Ciò su cui si china il teologo in questi tempi, specificamente, è l’esperienza della pandemia. Non è un caso quindi che ogni capitolo del libro sia inaugurato da alcune riflessioni, evidenziate da un riquadro, che intendono collegare le tematiche di volta in volta affrontate con ciò che stiamo vivendo. Soprattutto, però, non è un caso, e non risulta affatto accessorio, il fatto che la parte finale del libro raccolga, in un’ampia appendice, gli interventi pubblicati da Lorizio su «Famiglia cristiana» e su «Avvenire» durante il periodo del primo lockdown. Essi mostrano, infatti, come la teologia possa concretamente orientare le nostre riflessioni e le nostre scelte anche in un momento tragico come quello presente. Da questo punto di vista, anzi, l’appendice traccia un percorso che completa le riflessioni di teologia contestuale delineate nei nove capitoli del libro.

All’interno della trattazione, comunque, un tema risulta soprattutto centrale per comprendere fino in fondo il progetto di Lorizio. È anzi la questione a partire dalla quale, se affrontata nel modo corretto, una teologia contestuale si rivela possibile e feconda. Si tratta del confronto con la pluralità delle manifestazioni culturali e con i loro assunti di fondo. Si tratta del rapporto tra universalità e particolarità in ambito cristiano. È una questione ben nota, che Lorizio affronta in maniera chiara e originale. Con riferimento a Cusano, a esempio, egli fa riferimento a un “cristianesimo universale”, ossia – etimologicamente – “cattolico”, che in quanto tale «non annienta le differenze, ma tende a comprenderle e a includerle». È una posizione «che si differenzia sia dall’esclusivismo che dal pluralismo relativistico e nella quale l’unità prevale sul conflitto e la diversità, senza omologare o relativizzare la verità, ma ritenendola appunto polifonica e sinfonica, piuttosto che monotona e, pertanto, cacofonica» (pagina 165).

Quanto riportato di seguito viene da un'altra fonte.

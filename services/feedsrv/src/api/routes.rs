//! API routes configuration

use axum::{
    routing::{get, post, put},
    Router,
};
use std::sync::Arc;
use tower_http::trace::TraceLayer;

use crate::api::handlers::*;
use crate::AppState;

/// Prefix of every store endpoint
pub const API_PREFIX: &str = "/api/v1";

fn path(suffix: &str) -> String {
    format!("{}/{}", API_PREFIX, suffix)
}

/// Create API routes
pub fn create_router(state: Arc<AppState>) -> Router {
    Router::new()
        .route("/health", get(health_check))
        // ownership and roles
        .route(&path("ownership"), get(get_ownership))
        .route(&path("ownership/transfer"), post(transfer_ownership))
        .route(&path("ownership/claim"), post(claim_ownership))
        .route(&path("roles/{role}/{address}"), get(get_role))
        .route(&path("roles/grant"), post(grant_role))
        .route(&path("roles/revoke"), post(revoke_role))
        .route(&path("relayers"), post(add_relayers).delete(remove_relayers))
        // gates and whitelist
        .route(&path("gates"), get(get_gates))
        .route(&path("gates/whitelist"), put(set_whitelist_status))
        .route(&path("gates/median"), put(set_median_status))
        .route(&path("whitelist"), post(whitelist_address))
        .route(
            &path("whitelist/{address}"),
            get(get_whitelisted).delete(remove_whitelisted_address),
        )
        // feeds
        .route(&path("prices"), post(post_prices))
        .route(&path("prices/query"), post(query_prices))
        .route(&path("prices/{asset}"), get(get_price))
        .route(&path("deviations"), post(post_deviations))
        .route(&path("deviations/query"), post(query_deviations))
        .route(&path("deviations/{asset}"), get(get_deviation))
        .route(&path("medians"), post(post_medians))
        .route(&path("medians/query"), post(query_medians))
        .route(&path("medians/{asset}"), get(get_median))
        // reference pairs
        .route(&path("reference/query"), post(query_reference))
        .route(&path("reference/{base}/{quote}"), get(get_reference))
        .layer(TraceLayer::new_for_http())
        .with_state(state)
}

In questo quadro la teologia contestuale può essere compresa e sviluppata secondo quattro tesi di fondo, che Lorizio espone (pagine 144-145). Esse rimandano all’eccedenza della rivelazione rispetto alla Scrittura, al «radicale superamento» della differenza tra “fase costitutiva” e “fase interpretativa” della rivelazione, alla necessità, comunque, della compagnia delle Scritture — affinché la teologia non corra il rischio di parlarsi addosso — e, infine, all’accompagnamento da parte delle stesse Scritture alla dimensione della storia. Tutto ciò rappresenta, da una prospettiva più teorica, ciò che nel libro è in effetti realizzato: sperimentando quel rimando tra particolare e universale, tra pluralità e unità di fondo, che non solo la teologia ma anzitutto la vita cristiana mostra e garantisce.